In the entries that follow, find every line containing "observations" and copy it.

| MATERIALS PROVIDED |
• • • • •

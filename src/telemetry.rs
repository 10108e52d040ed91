use crate::config::TelemetryConfig;
use crate::error::ConfigError;
use tracing_subscriber::EnvFilter;

/// Installs the global fmt subscriber. Fails if one is already installed.
pub fn init(cfg: &TelemetryConfig) -> Result<(), ConfigError> {
    let filter = EnvFilter::try_from_default_env()
        .or_else(|_| EnvFilter::try_new(&cfg.filter))
        .map_err(|e| ConfigError::Telemetry(e.to_string()))?;
    let builder = tracing_subscriber::fmt().with_env_filter(filter);
    let installed = if cfg.json {
        builder.json().try_init()
    } else {
        builder.try_init()
    };
    installed.map_err(|e| ConfigError::Telemetry(e.to_string()))
}
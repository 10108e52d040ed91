//! Error types for pair operations, the registry and configuration.

use alloy_primitives::{Address, U256};
use thiserror::Error;

/// Checked arithmetic failures
#[derive(Debug, Error, Clone, Copy, PartialEq, Eq)]
pub enum MathError {
    #[error("arithmetic overflow")]
    Overflow,

    #[error("arithmetic underflow")]
    Underflow,

    #[error("division by zero")]
    DivisionByZero,
}

/// Failures reported by the share ledger
#[derive(Debug, Error, Clone, PartialEq, Eq)]
pub enum LedgerError {
    #[error("{holder} holds {available} of {asset}, needs {needed}")]
    InsufficientBalance {
        asset: Address,
        holder: Address,
        needed: U256,
        available: U256,
    },

    #[error("supply of {asset} would overflow")]
    SupplyOverflow { asset: Address },
}

/// Every way a pair operation can abort
#[derive(Debug, Error, Clone, PartialEq, Eq)]
pub enum PairError {
    /// The pair is already mid-operation
    #[error("pair is locked")]
    Reentrancy,

    /// An observed balance does not fit in 112 bits
    #[error("balance exceeds 112 bits")]
    Overflow,

    #[error("insufficient liquidity minted")]
    InsufficientLiquidityMinted,

    #[error("insufficient liquidity burned")]
    InsufficientLiquidityBurned,

    #[error("insufficient output amount")]
    InsufficientOutputAmount,

    #[error("insufficient liquidity")]
    InsufficientLiquidity,

    #[error("recipient cannot be a pooled asset")]
    InvalidRecipient,

    #[error("insufficient input amount")]
    InsufficientInputAmount,

    /// Fee-adjusted product fell below the pre-trade product
    #[error("constant product invariant violated")]
    InvariantViolation,

    #[error("transfer of {asset} failed")]
    TransferFailed { asset: Address },

    #[error(transparent)]
    Math(#[from] MathError),

    #[error(transparent)]
    Ledger(#[from] LedgerError),
}

#[derive(Debug, Error, Clone, PartialEq, Eq)]
pub enum RegistryError {
    #[error("pair assets must differ")]
    IdenticalAssets,

    #[error("asset address is zero")]
    ZeroAddress,

    #[error("pair {0} already exists")]
    PairExists(Address),

    #[error("{0} is not the fee setter")]
    Forbidden(Address),
}

#[derive(Debug, Error, Clone, Copy, PartialEq, Eq)]
pub enum OracleError {
    /// Both observations were taken in the same second
    #[error("observations share a timestamp")]
    ElapsedZero,
}

#[derive(Debug, Error)]
pub enum ConfigError {
    #[error("failed to read config: {0}")]
    Io(#[from] std::io::Error),

    #[error("failed to parse config: {0}")]
    Parse(#[from] toml::de::Error),

    #[error("failed to install tracing subscriber: {0}")]
    Telemetry(String),
}
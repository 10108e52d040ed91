use alloy_primitives::Address;
use petgraph::Direction;
use petgraph::prelude::*;
use petgraph::stable_graph::StableDiGraph;
use std::collections::HashMap;

#[derive(Clone, Debug)]
pub enum NodeKind {
    Asset(Address),
    Pair(Address),
}

/// Assets and pairs as nodes; an edge asset -> pair means the pair trades the asset.
#[derive(Debug, Default)]
pub struct PairGraph {
    g: StableDiGraph<NodeKind, ()>,
    asset_idx: HashMap<Address, NodeIndex>,
    pair_idx: HashMap<Address, NodeIndex>,
}

impl PairGraph {
    pub fn new() -> Self {
        Self::default()
    }

    fn node(&mut self, kind: NodeKind) -> NodeIndex {
        let (idx, id) = match kind {
            NodeKind::Asset(id) => (&mut self.asset_idx, id),
            NodeKind::Pair(id) => (&mut self.pair_idx, id),
        };
        *idx.entry(id).or_insert_with(|| self.g.add_node(kind))
    }

    pub fn connect_pair(&mut self, pair: Address, a: Address, b: Address) {
        let pix = self.node(NodeKind::Pair(pair));
        for asset in [a, b] {
            let aix = self.node(NodeKind::Asset(asset));
            self.g.update_edge(aix, pix, ());
        }
    }

    /// Pairs that trade `asset`, in no particular order.
    pub fn pairs_accepting(&self, asset: Address) -> Vec<Address> {
        let Some(&aix) = self.asset_idx.get(&asset) else {
            return Vec::new();
        };
        self.g
            .neighbors_directed(aix, Direction::Outgoing)
            .filter_map(|n| match self.g[n] {
                NodeKind::Pair(id) => Some(id),
                NodeKind::Asset(_) => None,
            })
            .collect()
    }
}
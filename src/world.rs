//! In-memory host: asset and share balances, a clock and an event log.

use crate::error::LedgerError;
use crate::events::PairEvent;
use crate::ledger::{AssetLedger, Clock, EventSink, ShareLedger, TransferReceipt};
use alloy_primitives::{Address, U256};
use std::collections::HashMap;

/// How an asset answers a transfer call.
#[derive(Clone, Copy, Debug, Default, PartialEq, Eq)]
pub enum TransferStyle {
    #[default]
    ReturnsBool,
    ReturnsNothing,
    /// Refuses every transfer by returning `false`.
    ReturnsFalse,
}

/// Share balances live next to asset balances, keyed by the issuing pair.
#[derive(Clone, Debug, Default)]
pub struct World {
    pub holdings: HashMap<(Address, Address), U256>,
    pub supplies: HashMap<Address, U256>,
    pub styles: HashMap<Address, TransferStyle>,
    pub events: Vec<PairEvent>,
    pub now: u64,
}

impl World {
    pub fn at(now: u64) -> Self {
        Self {
            now,
            ..Self::default()
        }
    }

    pub fn advance(&mut self, secs: u64) {
        self.now += secs;
    }

    /// Creates `amount` of `asset` out of thin air for `holder`.
    pub fn credit(&mut self, asset: Address, holder: Address, amount: U256) {
        *self.holdings.entry((asset, holder)).or_default() += amount;
        *self.supplies.entry(asset).or_default() += amount;
    }

    pub fn set_transfer_style(&mut self, asset: Address, style: TransferStyle) {
        self.styles.insert(asset, style);
    }

    /// Runs `f`, restoring every balance and event if it fails.
    pub fn transact<T, E>(&mut self, f: impl FnOnce(&mut Self) -> Result<T, E>) -> Result<T, E> {
        let snapshot = self.clone();
        let out = f(self);
        if out.is_err() {
            *self = snapshot;
        }
        out
    }

    fn debit(&mut self, asset: Address, holder: Address, amount: U256) -> Result<(), LedgerError> {
        let bal = self.holdings.entry((asset, holder)).or_default();
        if *bal < amount {
            return Err(LedgerError::InsufficientBalance {
                asset,
                holder,
                needed: amount,
                available: *bal,
            });
        }
        *bal -= amount;
        Ok(())
    }
}

impl AssetLedger for World {
    fn balance_of(&self, asset: Address, holder: Address) -> U256 {
        self.holdings.get(&(asset, holder)).copied().unwrap_or_default()
    }

    fn transfer(
        &mut self,
        asset: Address,
        from: Address,
        to: Address,
        amount: U256,
    ) -> TransferReceipt {
        let style = self.styles.get(&asset).copied().unwrap_or_default();
        if style == TransferStyle::ReturnsFalse {
            return TransferReceipt::Returned(false);
        }
        if self.debit(asset, from, amount).is_err() {
            return TransferReceipt::Reverted;
        }
        *self.holdings.entry((asset, to)).or_default() += amount;
        match style {
            TransferStyle::ReturnsNothing => TransferReceipt::NoData,
            _ => TransferReceipt::Returned(true),
        }
    }
}

impl ShareLedger for World {
    fn total_shares(&self, pair: Address) -> U256 {
        self.supplies.get(&pair).copied().unwrap_or_default()
    }

    fn share_balance(&self, pair: Address, holder: Address) -> U256 {
        self.balance_of(pair, holder)
    }

    fn mint_shares(&mut self, pair: Address, to: Address, amount: U256) -> Result<(), LedgerError> {
        let supply = self.supplies.entry(pair).or_default();
        *supply = supply
            .checked_add(amount)
            .ok_or(LedgerError::SupplyOverflow { asset: pair })?;
        *self.holdings.entry((pair, to)).or_default() += amount;
        Ok(())
    }

    fn burn_shares(
        &mut self,
        pair: Address,
        from: Address,
        amount: U256,
    ) -> Result<(), LedgerError> {
        self.debit(pair, from, amount)?;
        *self.supplies.entry(pair).or_default() -= amount;
        Ok(())
    }
}

impl Clock for World {
    fn now(&self) -> u64 {
        self.now
    }
}

impl EventSink for World {
    fn emit(&mut self, event: PairEvent) {
        self.events.push(event);
    }
}
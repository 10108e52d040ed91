use crate::error::ConfigError;
use alloy_primitives::Address;
use serde::{Deserialize, Serialize};
use std::path::Path;
use tracing::debug;

#[derive(Debug, Clone, Default, PartialEq, Eq, Deserialize, Serialize)]
pub struct Config {
    pub registry: RegistryConfig,
    #[serde(default)]
    pub telemetry: TelemetryConfig,
}

#[derive(Debug, Clone, Default, PartialEq, Eq, Deserialize, Serialize)]
pub struct RegistryConfig {
    /// Only this address may change the fee recipient.
    pub fee_to_setter: Address,
    /// Protocol fee recipient; absent means fees are off.
    #[serde(default)]
    pub fee_to: Option<Address>,
}

#[derive(Debug, Clone, PartialEq, Eq, Deserialize, Serialize)]
#[serde(default)]
pub struct TelemetryConfig {
    /// `EnvFilter` directive, e.g. `info` or `wayfinder_pair=debug`.
    pub filter: String,
    pub json: bool,
}

impl Default for TelemetryConfig {
    fn default() -> Self {
        Self {
            filter: "info".to_string(),
            json: false,
        }
    }
}

impl Config {
    pub fn from_toml_str(raw: &str) -> Result<Self, ConfigError> {
        Ok(toml::from_str(raw)?)
    }

    pub fn load(path: impl AsRef<Path>) -> Result<Self, ConfigError> {
        let path = path.as_ref();
        let raw = std::fs::read_to_string(path)?;
        let cfg = Self::from_toml_str(&raw)?;
        debug!(path = %path.display(), "config loaded");
        Ok(cfg)
    }
}
//! Share minting against deposits and pro-rata redemption.

use crate::error::PairError;
use crate::events::PairEvent;
use crate::ledger::{FeeSource, Host};
use crate::math::{self, MINIMUM_SHARES};
use crate::pair::Pair;
use alloy_primitives::{Address, U256};
use tracing::debug;

impl Pair {
    /// Mints shares to `to` for whatever landed in the pair since the last commit.
    ///
    /// The first deposit mints `sqrt(a * b) - MINIMUM_SHARES` and locks
    /// `MINIMUM_SHARES` at the zero address. Later deposits are credited at the
    /// worse of the two ratios, so an unbalanced excess is left to existing holders.
    pub fn mint<H: Host, F: FeeSource + ?Sized>(
        &self,
        host: &mut H,
        fees: &F,
        sender: Address,
        to: Address,
    ) -> Result<U256, PairError> {
        let _guard = self.lock()?;
        let prior = self.snapshot();
        let (reserve_a, reserve_b) = (prior.reserves.reserve_a, prior.reserves.reserve_b);
        let (balance_a, balance_b) = self.balances(host);
        Self::check_bounds(balance_a, balance_b)?;
        let amount_a = math::sub(balance_a, reserve_a)?;
        let amount_b = math::sub(balance_b, reserve_b)?;

        let issued = host.total_shares(self.address());
        let accrual = Self::accrue_protocol_fee(&prior, fees, issued)?;
        let total_shares = math::add(issued, accrual.minted())?;
        let genesis = total_shares.is_zero();
        let shares = if genesis {
            math::sqrt(math::mul(amount_a, amount_b)?)
                .checked_sub(U256::from(MINIMUM_SHARES))
                .unwrap_or_default()
        } else {
            let by_a = math::div(math::mul(amount_a, total_shares)?, reserve_a)?;
            let by_b = math::div(math::mul(amount_b, total_shares)?, reserve_b)?;
            by_a.min(by_b)
        };
        if shares.is_zero() {
            return Err(PairError::InsufficientLiquidityMinted);
        }

        let mut next = Self::advance(&prior, balance_a, balance_b, host.now())?;
        Self::refresh_k_last(&mut next, &accrual)?;

        self.mint_protocol_fee(host, &accrual)?;
        if genesis {
            host.mint_shares(self.address(), Address::ZERO, U256::from(MINIMUM_SHARES))?;
        }
        host.mint_shares(self.address(), to, shares)?;

        self.commit(host, next);
        debug!(
            pair = %self.address(),
            %sender,
            %to,
            %shares,
            %amount_a,
            %amount_b,
            "mint"
        );
        host.emit(PairEvent::Mint {
            pair: self.address(),
            sender,
            amount_a,
            amount_b,
        });
        Ok(shares)
    }

    /// Burns the shares the pair holds and pays `to` their slice of live balances.
    pub fn burn<H: Host, F: FeeSource + ?Sized>(
        &self,
        host: &mut H,
        fees: &F,
        sender: Address,
        to: Address,
    ) -> Result<(U256, U256), PairError> {
        let _guard = self.lock()?;
        let prior = self.snapshot();
        let (asset_a, asset_b) = self.assets();
        let (balance_a, balance_b) = self.balances(host);
        Self::check_bounds(balance_a, balance_b)?;
        let shares = host.share_balance(self.address(), self.address());

        let issued = host.total_shares(self.address());
        let accrual = Self::accrue_protocol_fee(&prior, fees, issued)?;
        let total_shares = math::add(issued, accrual.minted())?;
        let amount_a = math::div(math::mul(shares, balance_a)?, total_shares)?;
        let amount_b = math::div(math::mul(shares, balance_b)?, total_shares)?;
        if amount_a.is_zero() || amount_b.is_zero() {
            return Err(PairError::InsufficientLiquidityBurned);
        }

        self.mint_protocol_fee(host, &accrual)?;
        host.burn_shares(self.address(), self.address(), shares)?;
        self.safe_transfer(host, asset_a, to, amount_a)?;
        self.safe_transfer(host, asset_b, to, amount_b)?;

        let (balance_a, balance_b) = self.balances(host);
        let mut next = Self::advance(&prior, balance_a, balance_b, host.now())?;
        Self::refresh_k_last(&mut next, &accrual)?;

        self.commit(host, next);
        debug!(
            pair = %self.address(),
            %sender,
            %to,
            %shares,
            %amount_a,
            %amount_b,
            "burn"
        );
        host.emit(PairEvent::Burn {
            pair: self.address(),
            sender,
            amount_a,
            amount_b,
            to,
        });
        Ok((amount_a, amount_b))
    }
}

#[cfg(test)]
mod tests {
    use super::*;
    use crate::ledger::{AssetLedger, NoFee, ShareLedger};
    use crate::quote::get_amount_out;
    use crate::world::World;

    fn setup() -> (World, Pair, Address, Address) {
        let a = Address::with_last_byte(0xa);
        let b = Address::with_last_byte(0xb);
        let pair = Pair::new(Address::with_last_byte(0xcc), a, b);
        (World::default(), pair, a, b)
    }

    fn deposit(world: &mut World, pair: &Pair, amount_a: u64, amount_b: u64) {
        let (a, b) = pair.assets();
        world.credit(a, pair.address(), U256::from(amount_a));
        world.credit(b, pair.address(), U256::from(amount_b));
    }

    #[test]
    fn genesis_locks_minimum_shares() {
        let (mut world, pair, _, _) = setup();
        let lp = Address::with_last_byte(1);
        deposit(&mut world, &pair, 4_000, 9_000);
        let shares = pair.mint(&mut world, &NoFee, lp, lp).unwrap();

        assert_eq!(shares, U256::from(5_000u64));
        assert_eq!(world.share_balance(pair.address(), lp), U256::from(5_000u64));
        assert_eq!(
            world.share_balance(pair.address(), Address::ZERO),
            U256::from(MINIMUM_SHARES)
        );
        assert_eq!(world.total_shares(pair.address()), U256::from(6_000u64));
        assert_eq!(pair.reserves().reserve_b, U256::from(9_000u64));
        assert!(pair.k_last().is_zero());
    }

    #[test]
    fn genesis_at_or_below_floor_is_rejected() {
        let (mut world, pair, _, _) = setup();
        let lp = Address::with_last_byte(1);
        deposit(&mut world, &pair, 1_000, 1_000);
        assert_eq!(
            pair.mint(&mut world, &NoFee, lp, lp),
            Err(PairError::InsufficientLiquidityMinted)
        );
        let (mut world, pair, _, _) = setup();
        deposit(&mut world, &pair, 10, 10);
        assert_eq!(
            pair.mint(&mut world, &NoFee, lp, lp),
            Err(PairError::InsufficientLiquidityMinted)
        );
        assert_eq!(pair.reserves().reserve_a, U256::ZERO);
    }

    #[test]
    fn unbalanced_deposit_credits_smaller_ratio() {
        let (mut world, pair, _, _) = setup();
        let lp = Address::with_last_byte(1);
        let late = Address::with_last_byte(2);
        deposit(&mut world, &pair, 10_000, 10_000);
        pair.mint(&mut world, &NoFee, lp, lp).unwrap();

        deposit(&mut world, &pair, 1_000, 5_000);
        let shares = pair.mint(&mut world, &NoFee, late, late).unwrap();
        assert_eq!(shares, U256::from(1_000u64));
        assert_eq!(pair.reserves().reserve_b, U256::from(15_000u64));
    }

    #[test]
    fn dust_deposit_is_rejected() {
        let (mut world, pair, _, _) = setup();
        let lp = Address::with_last_byte(1);
        deposit(&mut world, &pair, 10_000, 10_000);
        pair.mint(&mut world, &NoFee, lp, lp).unwrap();
        deposit(&mut world, &pair, 0, 1);
        assert_eq!(
            pair.mint(&mut world, &NoFee, lp, lp),
            Err(PairError::InsufficientLiquidityMinted)
        );
    }

    #[test]
    fn burn_pays_pro_rata_of_live_balances() {
        let (mut world, pair, a, b) = setup();
        let lp = Address::with_last_byte(1);
        deposit(&mut world, &pair, 4_000, 9_000);
        pair.mint(&mut world, &NoFee, lp, lp).unwrap();

        assert!(
            world
                .transfer(pair.address(), lp, pair.address(), U256::from(5_000u64))
                .succeeded()
        );
        let (out_a, out_b) = pair.burn(&mut world, &NoFee, lp, lp).unwrap();
        assert_eq!(out_a, U256::from(3_333u64));
        assert_eq!(out_b, U256::from(7_500u64));
        assert_eq!(world.balance_of(a, lp), U256::from(3_333u64));
        assert_eq!(world.balance_of(b, lp), U256::from(7_500u64));
        assert_eq!(world.total_shares(pair.address()), U256::from(MINIMUM_SHARES));
        assert_eq!(pair.reserves().reserve_a, U256::from(667u64));
        assert_eq!(pair.reserves().reserve_b, U256::from(1_500u64));
    }

    #[test]
    fn burning_nothing_is_rejected() {
        let (mut world, pair, _, _) = setup();
        let lp = Address::with_last_byte(1);
        deposit(&mut world, &pair, 4_000, 9_000);
        pair.mint(&mut world, &NoFee, lp, lp).unwrap();
        assert_eq!(
            pair.burn(&mut world, &NoFee, lp, lp),
            Err(PairError::InsufficientLiquidityBurned)
        );
    }

    #[test]
    fn fee_accrues_on_next_liquidity_event() {
        let (mut world, pair, _, _) = setup();
        let lp = Address::with_last_byte(1);
        let fee_to = Some(Address::with_last_byte(0xfe));
        deposit(&mut world, &pair, 10_000, 10_000);
        pair.mint(&mut world, &fee_to, lp, lp).unwrap();
        assert_eq!(pair.k_last(), U256::from(100_000_000u64));

        deposit(&mut world, &pair, 1_000, 1_000);
        pair.sync(&mut world).unwrap();

        deposit(&mut world, &pair, 1_100, 1_100);
        let shares = pair.mint(&mut world, &fee_to, lp, lp).unwrap();
        assert_eq!(
            world.share_balance(pair.address(), Address::with_last_byte(0xfe)),
            U256::from(153u64)
        );
        assert_eq!(shares, U256::from(1_015u64));
        assert_eq!(pair.k_last(), U256::from(146_410_000u64));
    }

    #[test]
    fn burn_mints_protocol_fee_and_refreshes_baseline() {
        let (mut world, pair, a, b) = setup();
        let lp = Address::with_last_byte(1);
        let trader = Address::with_last_byte(2);
        let fee_to = Address::with_last_byte(0xfe);
        deposit(&mut world, &pair, 1_000_000, 1_000_000);
        pair.mint(&mut world, &Some(fee_to), lp, lp).unwrap();
        assert_eq!(pair.k_last(), U256::from(1_000_000_000_000u64));

        let out = get_amount_out(
            U256::from(1_000_000u64),
            U256::from(1_000_000u64),
            U256::from(1_000_000u64),
        )
        .unwrap();
        assert_eq!(out, U256::from(499_248u64));
        world.credit(a, pair.address(), U256::from(1_000_000u64));
        pair.swap(&mut world, trader, U256::ZERO, out, trader, None).unwrap();

        assert!(
            world
                .transfer(pair.address(), lp, pair.address(), U256::from(500_000u64))
                .succeeded()
        );
        let (out_a, out_b) = pair.burn(&mut world, &Some(fee_to), lp, lp).unwrap();

        // T * (rootK - rootKLast) / (5 * rootK + rootKLast) with
        // T = 1_000_000, rootK = 1_000_751, rootKLast = 1_000_000.
        assert_eq!(world.share_balance(pair.address(), fee_to), U256::from(125u64));
        assert_eq!(world.total_shares(pair.address()), U256::from(500_125u64));
        assert_eq!(out_a, U256::from(999_875u64));
        assert_eq!(out_b, U256::from(250_344u64));
        assert_eq!(world.balance_of(b, lp), U256::from(250_344u64));

        let r = pair.reserves();
        assert_eq!(r.reserve_a, U256::from(1_000_125u64));
        assert_eq!(r.reserve_b, U256::from(250_408u64));
        assert_eq!(pair.k_last(), r.reserve_a * r.reserve_b);
        assert_eq!(pair.k_last(), U256::from(250_439_301_000u64));
    }

    #[test]
    fn oversized_balances_report_reserve_overflow() {
        let (mut world, pair, a, b) = setup();
        let lp = Address::with_last_byte(1);
        world.credit(a, pair.address(), U256::from(1u8) << 200);
        world.credit(b, pair.address(), U256::from(1u8) << 100);
        assert_eq!(pair.mint(&mut world, &NoFee, lp, lp), Err(PairError::Overflow));
        assert!(world.total_shares(pair.address()).is_zero());

        let (mut world, pair, _, _) = setup();
        deposit(&mut world, &pair, 4_000, 9_000);
        pair.mint(&mut world, &NoFee, lp, lp).unwrap();
        assert!(
            world
                .transfer(pair.address(), lp, pair.address(), U256::from(1_000u64))
                .succeeded()
        );
        world.credit(a, pair.address(), U256::from(1u8) << 250);
        assert_eq!(pair.burn(&mut world, &NoFee, lp, lp), Err(PairError::Overflow));
        assert_eq!(pair.reserves().reserve_a, U256::from(4_000u64));
    }

    #[test]
    fn turning_fees_off_clears_baseline() {
        let (mut world, pair, _, _) = setup();
        let lp = Address::with_last_byte(1);
        let fee_to = Some(Address::with_last_byte(0xfe));
        deposit(&mut world, &pair, 10_000, 10_000);
        pair.mint(&mut world, &fee_to, lp, lp).unwrap();
        assert!(!pair.k_last().is_zero());

        deposit(&mut world, &pair, 1_000, 1_000);
        pair.mint(&mut world, &NoFee, lp, lp).unwrap();
        assert!(pair.k_last().is_zero());
    }
}
use alloy_primitives::U256;

pub const RESOLUTION: usize = 112;

#[derive(Clone, Copy, Debug, Default, PartialEq, Eq, PartialOrd, Ord, Hash)]
pub struct UQ112x112(U256);

impl UQ112x112 {
    /// Encodes a 112-bit integer. Callers guarantee `y` fits in 112 bits.
    pub fn encode(y: U256) -> Self {
        Self(y << RESOLUTION)
    }

    pub fn from_raw(raw: U256) -> Self {
        Self(raw)
    }

    pub fn raw(self) -> U256 {
        self.0
    }

    /// Divides by a non-zero 112-bit integer.
    pub fn uqdiv(self, y: U256) -> Self {
        Self(self.0 / y)
    }

    /// Multiplies by an integer and drops the fractional bits.
    pub fn mul_truncate(self, y: U256) -> U256 {
        self.0.wrapping_mul(y) >> RESOLUTION
    }
}
pub mod config;
pub mod core;
pub mod domain;
pub mod utils;

#[cfg(feature = "cli")]
pub use config::{cli::ConsoleOutput, CliConfig};

pub use config::LabConfig;
pub use core::runner::{LabRunner, OutputFormat};
pub use core::traversal::{BreadthFirst, DepthFirst, RecursiveDepthFirst, TraversalExercise};
pub use domain::model::{Graph, GridSpec, TemperatureGrid, TraversalOutcome};
pub use utils::error::{LabError, Result};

• • • • •

| TASK RESULT |
    /// Both observations were taken in the same second
    #[error("observations share a timestamp")]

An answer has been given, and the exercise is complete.